В Кливленде подобная памятная встреча произошла у редактора иностранного отдела газеты «Кливленд пресс» мистера Фреда Стербенса.
Кроме мистера Стербенса, его жены, невестки и трехлетнего внука, мы застали в доме друзей хозяина – г-на Андре Маэра и его жену.
Хозяйка просит всех пройти к столу. Мистер Стербенс предупреждает, что у него обычный ужин американской семьи. Стол сервирован просто. Правда, по американскому обычаю, в доме погашен электрический свет и на столе горят тонкие зеленые свечи. Хозяйка вносит кушанья. Но прежде Стербенс читает молитву. Торжественность минуты нарушает внук. Сложив руки, он раскачивается в такт словам деда и что-то бормочет. Молитва окончена… и малыш стукается лбом о стол. При всем уважении к ритуалу все весело смеются.
И, как часто бывает в незнакомом доме, вот такой шаловливый поступок мальчика помогает взрослым освоиться с обстановкой.

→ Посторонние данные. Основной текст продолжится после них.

//! Engine process adapter
//!
//! Spawns a UCI engine as a subprocess and exposes its stdout as a stream of
//! events. Commands are written verbatim, one per line.

use std::process::Stdio;
use std::time::Duration;

use tokio::io::{AsyncBufReadExt, AsyncRead, AsyncWrite, AsyncWriteExt, BufReader};
use tokio::process::{Child, Command};
use tokio::sync::mpsc;
use tokio::task::JoinHandle;
use tracing::{debug, trace, warn};

use crate::config::EngineConfig;

/// Error type for engine operations
#[derive(Debug)]
pub enum EngineError {
    /// Failed to start the engine process
    SpawnError(String),
    /// Failed to communicate with engine
    IoError(std::io::Error),
    /// The engine's output stream has ended
    Closed,
}

impl std::fmt::Display for EngineError {
    fn fmt(&self, f: &mut std::fmt::Formatter<'_>) -> std::fmt::Result {
        match self {
            EngineError::SpawnError(s) => write!(f, "Failed to start engine: {}", s),
            EngineError::IoError(e) => write!(f, "I/O error: {}", e),
            EngineError::Closed => write!(f, "Engine output closed"),
        }
    }
}

impl std::error::Error for EngineError {}

impl From<std::io::Error> for EngineError {
    fn from(error: std::io::Error) -> Self {
        EngineError::IoError(error)
    }
}

/// Something the engine did
#[derive(Debug, Clone, PartialEq, Eq)]
pub enum EngineEvent {
    /// One trimmed line of output
    Line(String),
    /// Stdout reached EOF or failed; no more lines will follow
    Exited,
}

/// Creates engine processes for a supervisor
pub trait EngineLauncher: Send + Sync {
    fn launch(&self, config: &EngineConfig) -> Result<EngineProcess, EngineError>;
}

/// Launches the binary named in the config
#[derive(Debug, Clone, Copy, Default)]
pub struct ProcessLauncher;

impl EngineLauncher for ProcessLauncher {
    fn launch(&self, config: &EngineConfig) -> Result<EngineProcess, EngineError> {
        EngineProcess::spawn(config)
    }
}

/// A running engine and the duplex stream to it
pub struct EngineProcess {
    /// The child process, absent when wrapping an in-memory stream
    child: Option<Child>,
    /// Stdin for sending commands
    stdin: Box<dyn AsyncWrite + Send + Unpin>,
    /// Lines read off stdout by the reader task
    events: mpsc::Receiver<EngineEvent>,
    reader: JoinHandle<()>,
    quit_grace: Duration,
}

impl EngineProcess {
    /// Spawns the configured engine binary.
    ///
    /// # Example
    /// ```ignore
    /// let engine = EngineProcess::spawn(&EngineConfig::default())?;
    /// ```
    pub fn spawn(config: &EngineConfig) -> Result<Self, EngineError> {
        let mut child = Command::new(&config.path)
            .args(&config.args)
            .stdin(Stdio::piped())
            .stdout(Stdio::piped())
            .stderr(Stdio::null())
            .kill_on_drop(true)
            .spawn()
            .map_err(|e| EngineError::SpawnError(format!("{}: {}", config.path.display(), e)))?;

        let stdin = child
            .stdin
            .take()
            .ok_or_else(|| EngineError::SpawnError("Failed to open stdin".into()))?;

        let stdout = child
            .stdout
            .take()
            .ok_or_else(|| EngineError::SpawnError("Failed to open stdout".into()))?;

        debug!(path = %config.path.display(), pid = ?child.id(), "engine process spawned");

        let mut engine = Self::from_io(stdout, stdin, config.channel_capacity);
        engine.child = Some(child);
        engine.quit_grace = config.quit_grace();
        Ok(engine)
    }

    /// Wraps an already-connected duplex stream.
    ///
    /// Must be called inside a tokio runtime; the reader task starts
    /// immediately.
    pub fn from_io<R, W>(reader: R, writer: W, capacity: usize) -> Self
    where
        R: AsyncRead + Send + Unpin + 'static,
        W: AsyncWrite + Send + Unpin + 'static,
    {
        let (tx, events) = mpsc::channel(capacity.max(1));
        let reader = tokio::spawn(read_lines(reader, tx));
        Self {
            child: None,
            stdin: Box::new(writer),
            events,
            reader,
            quit_grace: Duration::from_millis(100),
        }
    }

    /// Sends a command to the engine
    pub async fn send(&mut self, cmd: &str) -> Result<(), EngineError> {
        trace!(command = cmd, "-> engine");
        self.stdin.write_all(cmd.as_bytes()).await?;
        self.stdin.write_all(b"\n").await?;
        self.stdin.flush().await?;
        Ok(())
    }

    /// Waits for the next line or the end of output
    pub async fn recv(&mut self) -> Option<EngineEvent> {
        self.events.recv().await
    }

    /// Quit the engine cleanly, killing it if it lingers
    pub async fn quit(mut self) {
        if let Err(e) = self.send("quit").await {
            debug!(error = %e, "engine did not accept quit");
        }
        if let Some(child) = self.child.as_mut() {
            if tokio::time::timeout(self.quit_grace, child.wait()).await.is_err() {
                warn!("engine ignored quit; killing it");
                let _ = child.kill().await;
            }
        }
        self.reader.abort();
    }
}

impl Drop for EngineProcess {
    fn drop(&mut self) {
        self.reader.abort();
        if let Some(child) = self.child.as_mut() {
            let _ = child.start_kill();
        }
    }
}

async fn read_lines<R>(reader: R, tx: mpsc::Sender<EngineEvent>)
where
    R: AsyncRead + Send + Unpin + 'static,
{
    let mut lines = BufReader::new(reader).lines();
    loop {
        match lines.next_line().await {
            Ok(Some(line)) => {
                let line = line.trim().to_string();
                trace!(line = %line, "<- engine");
                if tx.send(EngineEvent::Line(line)).await.is_err() {
                    return;
                }
            }
            Ok(None) => break,
            Err(e) => {
                warn!(error = %e, "failed reading engine output");
                break;
            }
        }
    }
    let _ = tx.send(EngineEvent::Exited).await;
}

Кончился ужин. Мальчуган притащил свои игрушки, полез на колени к одному, другому. Разговор пошел о детях. «Как растут советские ребята?», «Что такое детские сады?», «Назначают туда или родители сами отдают в детский сад ребенка?», «Все ли студенты получают у вас стипендии?», «Могут ли они сами выбрать свою специальность или кто-то заранее назначает выпускника школы в институт?» – очень многое интересует наших хозяев, и в комнате образовалось несколько групп беседующих. Мы стараемся отвечать по мере сил убедительно.

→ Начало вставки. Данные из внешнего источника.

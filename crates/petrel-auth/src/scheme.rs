//! Password scheme parsing and verification.
//!
//! Stored passwords optionally carry their scheme as a prefix, e.g.
//! `{SHA256}5e88489...`; a bare password is taken as [`DEFAULT_SCHEME`].
//! Digest schemes compare against lowercase or uppercase hex.

use sha2::{Digest, Sha256, Sha512};
use thiserror::Error;

/// Scheme assumed when a stored password has no `{SCHEME}` prefix.
pub const DEFAULT_SCHEME: &str = "PLAIN";

/// A stored password names a scheme this build does not support.
#[derive(Error, Debug)]
#[error("unknown password scheme {0}")]
pub struct UnknownScheme(pub String);

/// Splits a stored password into its scheme (if any) and the secret.
///
/// `{PLAIN}pass` → `(Some("PLAIN"), "pass")`; `pass` → `(None, "pass")`.
/// An unterminated `{` is not a scheme prefix, it's part of the secret.
#[must_use]
pub fn split_scheme(stored: &str) -> (Option<&str>, &str) {
    if let Some(rest) = stored.strip_prefix('{') {
        if let Some(end) = rest.find('}') {
            return (Some(&rest[..end]), &rest[end + 1..]);
        }
    }
    (None, stored)
}

/// Verifies a plaintext password against a stored secret under `scheme`.
pub fn verify(scheme: &str, plain: &str, secret: &str) -> Result<bool, UnknownScheme> {
    match scheme.to_ascii_uppercase().as_str() {
        "PLAIN" | "CLEARTEXT" => Ok(constant_time_eq(plain.as_bytes(), secret.as_bytes())),
        "SHA256" => {
            let digest = hex::encode(Sha256::digest(plain.as_bytes()));
            Ok(digest.eq_ignore_ascii_case(secret))
        }
        "SHA512" => {
            let digest = hex::encode(Sha512::digest(plain.as_bytes()));
            Ok(digest.eq_ignore_ascii_case(secret))
        }
        _ => Err(UnknownScheme(scheme.to_string())),
    }
}

/// Length-revealing but content-constant-time comparison; enough to keep
/// plaintext comparison from leaking a prefix match.
fn constant_time_eq(a: &[u8], b: &[u8]) -> bool {
    if a.len() != b.len() {
        return false;
    }
    a.iter().zip(b).fold(0u8, |acc, (x, y)| acc | (x ^ y)) == 0
}
//! Structural operations: a red/black binary search tree over the node
//! store, keyed by UID.
//!
//! The sentinel at slot 0 plays three roles: the logical null child, the
//! leaf-parent placeholder during delete fixup, and — through its `left`
//! field — the root anchor, which makes rotations and transplants at the
//! root fall out of the generic parent/child surgery.
//!
//! Slots are kept dense: delete moves the tail node into the freed slot
//! and shrinks `used_file_size` by one node, so the size-alignment
//! invariant holds after every mutation and truncation has real space to
//! reclaim.

use crate::error::Result;
use crate::index::{LockType, RecordIndex};

use super::format::{Color, TreeNode, HEADER_SIZE, NODE_SIZE, NIL};
use super::UidTree;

Мистер Стербенс в своих политических взглядах разделяет, как он выразился, «основные аспекты американской внешней политики».
– Но это не мешает нам спорить, не соглашаться друг с другом и в то же время пить кофе, есть американский яблочный пирог, – замечаю я мистеру Стербенсу.

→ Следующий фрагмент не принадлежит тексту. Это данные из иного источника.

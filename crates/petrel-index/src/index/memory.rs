//! In-memory record index.
//!
//! A minimal [`RecordIndex`] implementation backed by a `Vec`. It is what
//! anonymous trees hang off in production (an in-memory mailbox has no
//! files at all) and what the tree tests drive; the mmap-backed record
//! index lives elsewhere in the server.

use std::path::{Path, PathBuf};
use std::sync::atomic::{AtomicBool, AtomicU32, Ordering};

use parking_lot::{Mutex, RwLock};

use super::{LockType, RecordIndex, REBUILD_TREE};
use crate::error::Result;

/// Record index held entirely in memory.
///
/// Single-process by construction, so `set_lock` never blocks; it only
/// tracks the state the tree asserts. Positions are assigned densely in
/// append order, which is exactly what `INDEX_RECORD_INDEX` yields for the
/// file-backed index.
pub struct MemoryIndex {
    indexid: u32,
    filepath: Option<PathBuf>,
    /// UID per position, ascending; position == vec index.
    records: RwLock<Vec<u32>>,
    lock: Mutex<LockType>,
    flags: AtomicU32,
    nodiskspace: AtomicBool,
    inconsistent: AtomicBool,
    mmap_invalidate: AtomicBool,
    last_error: Mutex<Option<String>>,
}

impl MemoryIndex {
    /// Creates an in-memory index with no backing file. Trees created for
    /// it are anonymous.
    #[must_use]
    pub fn new(indexid: u32) -> Self {
        Self {
            indexid,
            filepath: None,
            records: RwLock::new(Vec::new()),
            lock: Mutex::new(LockType::Unlock),
            flags: AtomicU32::new(0),
            nodiskspace: AtomicBool::new(false),
            inconsistent: AtomicBool::new(false),
            mmap_invalidate: AtomicBool::new(false),
            last_error: Mutex::new(None),
        }
    }

    /// Creates an index that claims `path` as its record file, so its tree
    /// is file-backed at `<path>.tree`.
    #[must_use]
    pub fn with_filepath<P: AsRef<Path>>(indexid: u32, path: P) -> Self {
        Self {
            filepath: Some(path.as_ref().to_path_buf()),
            ..Self::new(indexid)
        }
    }

    /// Appends a record and returns its position. UIDs are assigned
    /// monotonically and never reused; appending out of order is a
    /// programmer error.
    pub fn append_record(&self, uid: u32) -> u32 {
        let mut records = self.records.write();
        if let Some(&last) = records.last() {
            assert!(uid > last, "record UIDs must be appended in ascending order");
        }
        records.push(uid);
        u32::try_from(records.len() - 1).expect("record count fits in u32")
    }

    /// Current header flags (`REBUILD_TREE` et al.).
    #[must_use]
    pub fn flags(&self) -> u32 {
        self.flags.load(Ordering::Relaxed)
    }

    /// True when a tree operation hit a full disk.
    #[must_use]
    pub fn nodiskspace(&self) -> bool {
        self.nodiskspace.load(Ordering::Relaxed)
    }

    /// True when the index was marked inconsistent.
    #[must_use]
    pub fn inconsistent(&self) -> bool {
        self.inconsistent.load(Ordering::Relaxed)
    }

    /// Clears the inconsistency marker, as the server does once a rebuild
    /// has brought the auxiliary files back in line.
    pub fn clear_inconsistent(&self) {
        self.inconsistent.store(false, Ordering::Relaxed);
    }

    /// Makes subsequent tree flushes invalidate the page cache.
    pub fn set_mmap_invalidate(&self, value: bool) {
        self.mmap_invalidate.store(value, Ordering::Relaxed);
    }

    /// Last error message recorded by a tree operation, if any.
    #[must_use]
    pub fn last_error(&self) -> Option<String> {
        self.last_error.lock().clone()
    }
}

impl RecordIndex for MemoryIndex {
    fn indexid(&self) -> u32 {
        self.indexid
    }

    fn filepath(&self) -> Option<&Path> {
        self.filepath.as_deref()
    }

    fn lock_type(&self) -> LockType {
        *self.lock.lock()
    }

    fn set_lock(&self, lock: LockType) -> Result<()> {
        *self.lock.lock() = lock;
        Ok(())
    }

    fn messages_count(&self) -> u32 {
        u32::try_from(self.records.read().len()).expect("record count fits in u32")
    }

    fn mmap_invalidate(&self) -> bool {
        self.mmap_invalidate.load(Ordering::Relaxed)
    }

    fn records(&self) -> Box<dyn Iterator<Item = (u32, u32)> + '_> {
        // snapshot so callers can mutate the tree while iterating
        let records = self.records.read().clone();
        Box::new(
            records
                .into_iter()
                .enumerate()
                .map(|(pos, uid)| (uid, u32::try_from(pos).expect("position fits in u32"))),
        )
    }

    fn request_tree_rebuild(&self) {
        self.flags.fetch_or(REBUILD_TREE, Ordering::Relaxed);
    }

    fn set_nodiskspace(&self) {
        self.nodiskspace.store(true, Ordering::Relaxed);
    }

    fn set_inconsistent(&self) {
        self.inconsistent.store(true, Ordering::Relaxed);
    }

    fn set_error(&self, message: String) {
        tracing::debug!(error = %message, "index error recorded");
        *self.last_error.lock() = Some(message);
    }
}

#[cfg(test)]
mod tests {
    use super::*;

    #[test]
    fn test_records_yield_uid_position_pairs() {
        let index = MemoryIndex::new(1);
        assert_eq!(index.append_record(10), 0);
        assert_eq!(index.append_record(11), 1);
        assert_eq!(index.append_record(40), 2);

        let pairs: Vec<_> = index.records().collect();
        assert_eq!(pairs, vec![(10, 0), (11, 1), (40, 2)]);
        assert_eq!(index.messages_count(), 3);
    }

    #[test]
    #[should_panic(expected = "ascending order")]
    fn test_out_of_order_append_panics() {
        let index = MemoryIndex::new(1);
        index.append_record(5);
        index.append_record(5);
    }

    #[test]
    fn test_flag_sinks() {
        let index = MemoryIndex::new(1);
        assert_eq!(index.flags(), 0);
        index.request_tree_rebuild();
        assert_eq!(index.flags() & REBUILD_TREE, REBUILD_TREE);

        assert!(!index.inconsistent());
        index.set_inconsistent();
        assert!(index.inconsistent());
        index.clear_inconsistent();
        assert!(!index.inconsistent());

        index.set_error("boom".to_string());
        assert_eq!(index.last_error().as_deref(), Some("boom"));
    }
}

– Это так, конечно. И все-таки надо быть с вами осторожными.
– Почему?
– Объясните, – продолжает мистер Стербенс, – зачем вы выпускаете так много инженеров из ваших институтов?
– Но когда мы их выпускали мало, нас спрашивали, почему у нас нет своих инженеров, – отвечаю я мистеру Стербенсу.
Стербенс покачивает головой, как бы решая, согласиться ему с ответом или нет. Г-н Маэр громко произносит:
– О да, он, конечно, прав. Я же говорил…
Жена г-на Маэра почувствовала мое удивление. «Сейчас вы все поймете», – отвечают ее глаза.
Г-н Маэр куда-то уходит и возвращается со старенькой, подклеенной во многих местах папкой. Видно, что хозяин очень бережет ее. Г-н Маэр раскрывает папку, и я читаю:
«Почетная грамота
Дорогой товарищ иностранный специалист Маэр Андре!
За активную ударную работу, за достигнутые большевистские темпы, за сознательное поведение и добросовестное отношение к охране и укреплению социалистической собственности, за введение новой системы горных разработок, что снизило стоимость добытой тонны руды, мы заносим тебя на Красную доску строителей социализма.
31 декабря 1934 года».
Как приятно было увидеть этот листок бумаги далеко от дома, на какой-то неизвестной улице Кливленда! В эту минуту с ним было связано очень дорогое воспоминание о нашем замечательном недавнем прошлом, и казалось – слышится в комнате комсомольская песня.
За несколько месяцев до поездки по Америке я принимал участие в работе над документальным фильмом о советской молодежи, который называется «Счастье трудных дорог». Кроме современных кадров, в фильме широко были использованы кинодокументы. Может быть, потому, что по нескольку раз приходилось просматривать кадры прошлых лет, в памяти надолго остались прекрасные лица молодых строителей первых пятилеток. Кливлендским вечером они вновь возникли перед глазами.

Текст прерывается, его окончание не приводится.